Phung Huynh, a Vietnam War refugee, leads off the exhibition with a series of embroidered images of California license plates emblazoned with Asian first names, recalling personalized souvenir keychains. Also notable are her granular graphite portraits of Southeast Asians on the covers of pink donut boxes–in honor of the many donut shops owned by Cambodian refugees–in a series titled, Won’t You Be My Neighbor? 

Next up is Ann Le, who delved into her family photo archive to create artworks that honor the past. Born in San Diego to a family of refugees from Vietnam, Le’s layered images form photomontages–often juxtaposing the destruction of bombs with images of her loved ones–which speak to the impact of war and her family’s struggles of rebuilding their lives in America.  

Ahree Lee creates videos and handwoven textiles, inspired by her experience as an American child of Korean immigrants. Her textiles merge weaving and computer coding, because the first computers were based on the technology of the loom. It also honors the fact that women were instrumental in the development of computing, although they were later left behind as the computer industry became profitable and powerful.

Artist Reanne Estrada reflects on her childhood as a Filipina immigrant in California, alternating between individual creative acts and collaborative ones that make viewers part of the artwork. For We Are Here, she created artworks that comment on systems of surveillance. 

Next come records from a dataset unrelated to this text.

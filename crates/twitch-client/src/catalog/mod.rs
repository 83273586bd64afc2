//! Emote and badge catalog fetching.
//!
//! Loads BetterTTV emote tokens and Twitch badge sets so they can be
//! stored in a [`chat_emotes::EmoteCatalog`]. Network and parse errors
//! are returned to the caller, which is expected to log them and keep
//! going with whatever it already has.

mod badges;
mod bttv;

pub use badges::parse_badge_sets;
pub use bttv::{parse_bttv_channel, parse_bttv_global};

use crate::TwitchError;

const BTTV_BASE: &str = "https://api.betterttv.net/3";
const HELIX_BASE: &str = "https://api.twitch.tv/helix";

/// App credentials for Helix requests.
#[derive(Debug, Clone)]
pub struct HelixCredentials {
    pub client_id: String,
    pub access_token: String,
}

/// HTTP client for the catalog endpoints.
#[derive(Debug, Clone)]
pub struct CatalogFetcher {
    http: reqwest::Client,
    bttv_base: String,
    helix_base: String,
    credentials: Option<HelixCredentials>,
}

impl CatalogFetcher {
    pub fn new(credentials: Option<HelixCredentials>) -> Self {
        Self::with_base_urls(BTTV_BASE, HELIX_BASE, credentials)
    }

    /// Point the fetcher at other hosts (used by tests and mirrors).
    pub fn with_base_urls(
        bttv_base: &str,
        helix_base: &str,
        credentials: Option<HelixCredentials>,
    ) -> Self {
        Self {
            http: reqwest::Client::new(),
            bttv_base: bttv_base.trim_end_matches('/').to_string(),
            helix_base: helix_base.trim_end_matches('/').to_string(),
            credentials: credentials
                .filter(|c| !c.client_id.is_empty() && !c.access_token.is_empty()),
        }
    }

    /// Whether badge requests can be made.
    pub fn has_credentials(&self) -> bool {
        self.credentials.is_some()
    }

    /// Send a GET request. `Ok(None)` on 404.
    async fn fetch(
        &self,
        url: &str,
        credentials: Option<&HelixCredentials>,
    ) -> Result<Option<String>, TwitchError> {
        let mut req = self.http.get(url);
        if let Some(c) = credentials {
            req = req
                .header("Authorization", format!("Bearer {}", c.access_token))
                .header("Client-Id", &c.client_id);
        }
        let resp = req.send().await?;

        let status = resp.status();
        if status == reqwest::StatusCode::NOT_FOUND {
            return Ok(None);
        }
        let body = resp.text().await?;

        if !status.is_success() {
            return Err(TwitchError::ApiError {
                status: status.as_u16(),
                message: body,
            });
        }

        Ok(Some(body))
    }
}
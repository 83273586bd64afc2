//! Setting value validation.

use regex::Regex;
use std::sync::LazyLock;

static RE_LOGIN: LazyLock<Regex> =
    LazyLock::new(|| Regex::new(r"^#?[A-Za-z0-9_]{1,25}$").expect("valid login regex"));

/// Validate a setting value. Returns `Ok(())` if valid, or an error message.
pub fn validate_setting(key: &str, value: &str) -> Result<(), String> {
    match key {
        "CHANNELS" => {
            let channels: Vec<&str> = value
                .split(',')
                .map(str::trim)
                .filter(|c| !c.is_empty())
                .collect();
            if channels.is_empty() {
                return Err("at least one channel is required".into());
            }
            if let Some(bad) = channels.iter().find(|c| !RE_LOGIN.is_match(c)) {
                return Err(format!("invalid channel name '{bad}'"));
            }
        }
        "TWITCH_NICK" => {
            if !value.is_empty() && !RE_LOGIN.is_match(value) {
                return Err("invalid login name".into());
            }
        }
        "SERVER_PORT" => validate_int_range(value, 1, 65535)?,
        "CHAT_HISTORY_LIMIT" => validate_int_range(value, 1, 500)?,
        k if is_boolean_setting(k) => {
            if value != "true" && value != "false" {
                return Err("must be 'true' or 'false'".into());
            }
        }
        _ => {}
    }
    Ok(())
}

fn validate_int_range(value: &str, min: i64, max: i64) -> Result<(), String> {
    let v: i64 = value.parse().map_err(|_| "must be an integer")?;
    if v < min || v > max {
        return Err(format!("must be between {min} and {max}"));
    }
    Ok(())
}

fn is_boolean_setting(key: &str) -> bool {
    matches!(key, "CHAT_FILTER_ENABLED" | "BTTV_ENABLED")
}

#[cfg(test)]
mod tests {
    use super::*;

    #[test]
    fn test_valid_boolean() {
        assert!(validate_setting("BTTV_ENABLED", "true").is_ok());
        assert!(validate_setting("BTTV_ENABLED", "false").is_ok());
        assert!(validate_setting("BTTV_ENABLED", "yes").is_err());
    }

    #[test]
    fn test_valid_channels() {
        assert!(validate_setting("CHANNELS", "basetradetv").is_ok());
        assert!(validate_setting("CHANNELS", "#alca, basetradetv").is_ok());
        assert!(validate_setting("CHANNELS", "").is_err());
        assert!(validate_setting("CHANNELS", "good,bad name").is_err());
    }

    #[test]
    fn test_valid_ranges() {
        assert!(validate_setting("SERVER_PORT", "8080").is_ok());
        assert!(validate_setting("SERVER_PORT", "0").is_err());
        assert!(validate_setting("SERVER_PORT", "http").is_err());
        assert!(validate_setting("CHAT_HISTORY_LIMIT", "30").is_ok());
        assert!(validate_setting("CHAT_HISTORY_LIMIT", "501").is_err());
    }

    #[test]
    fn test_nick_may_be_empty() {
        assert!(validate_setting("TWITCH_NICK", "").is_ok());
        assert!(validate_setting("TWITCH_NICK", "caster_bot").is_ok());
        assert!(validate_setting("TWITCH_NICK", "no spaces").is_err());
    }
}
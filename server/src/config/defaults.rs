//! All setting definitions with their default values.

use std::collections::HashMap;
use std::sync::LazyLock;

type DefTuple = (&'static str, &'static str, bool, &'static str);

const DEFS: &[DefTuple] = &[
    ("CHANNELS", "basetradetv", false, "Comma-separated channel logins to join"),
    ("SERVER_PORT", "8080", false, "Port of the overlay WebSocket server"),
    ("TWITCH_CLIENT_ID", "", false, "Helix client id, needed for badges"),
    ("TWITCH_ACCESS_TOKEN", "", true, "Helix/IRC OAuth token"),
    ("TWITCH_NICK", "", false, "Chat login; empty for anonymous read-only"),
    ("CHAT_HISTORY_LIMIT", "30", false, "Chat lines kept for overlay replay"),
    ("CHAT_FILTER_ENABLED", "true", false, "Drop messages in blocked scripts"),
    ("BTTV_ENABLED", "true", false, "Load BetterTTV emotes"),
];

/// A single setting definition.
#[derive(Debug, Clone)]
pub struct SettingDef {
    pub key: &'static str,
    pub default: &'static str,
    pub secret: bool,
    pub description: &'static str,
}

/// Global setting definitions indexed by key.
pub static DEFAULT_SETTINGS: LazyLock<HashMap<&'static str, SettingDef>> = LazyLock::new(|| {
    DEFS.iter()
        .map(|&(key, default, secret, description)| {
            (
                key,
                SettingDef {
                    key,
                    default,
                    secret,
                    description,
                },
            )
        })
        .collect()
});

/// Get the default value for a setting key, or `None` if not defined.
pub fn get_default(key: &str) -> Option<&'static str> {
    DEFAULT_SETTINGS.get(key).map(|d| d.default)
}

/// Setting definitions in declaration order.
pub fn all_settings() -> impl Iterator<Item = &'static SettingDef> {
    DEFS.iter().filter_map(|(key, ..)| DEFAULT_SETTINGS.get(key))
}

Inspired by daily life, Kaoru Mansour uses elements of the natural world in her paintings, rooted in her childhood memories of rural Japan. Her work rediscovers the joys of colors, shapes, family, plants and animals.

Ann Le, It was Your Family (Widow of Viet Cong Soldier and Guava), 2015, Archival Pigment Print, Courtesy of the artist

Mei Xian Qiu, born in Indonesia to a Chinese minority family who fled persecution, uses photography as the base of visually rich artworks that challenge viewers to consider the boundary between illusion and reality. The show includes three of Qiu’s series, each reflecting her experiences traveling between China, Indonesia and the U.S. Let a Thousand Flowers Bloom: Birdcage was inspired by Mao Zedong’s 1956 speech that sparked a short-lived artistic and intellectual renaissance in China that ultimately resulted in a crackdown on independent thought. Her 2012 photograph on plexiglass shows a Chinese woman in Western dress with a birdcage covering her head.

Finally, Sichong Xie creates multi-channel, multimedia installations and performances drawing on her childhood in Xi’an, China. Her installation here, Do Donkeys Know Politics: Scaffolding, which comments on her grandfather’s two-year imprisonment in a labor camp because of a political illustration, which was destroyed. Xie tapped her grandmother’s memory to recreate and repeat it.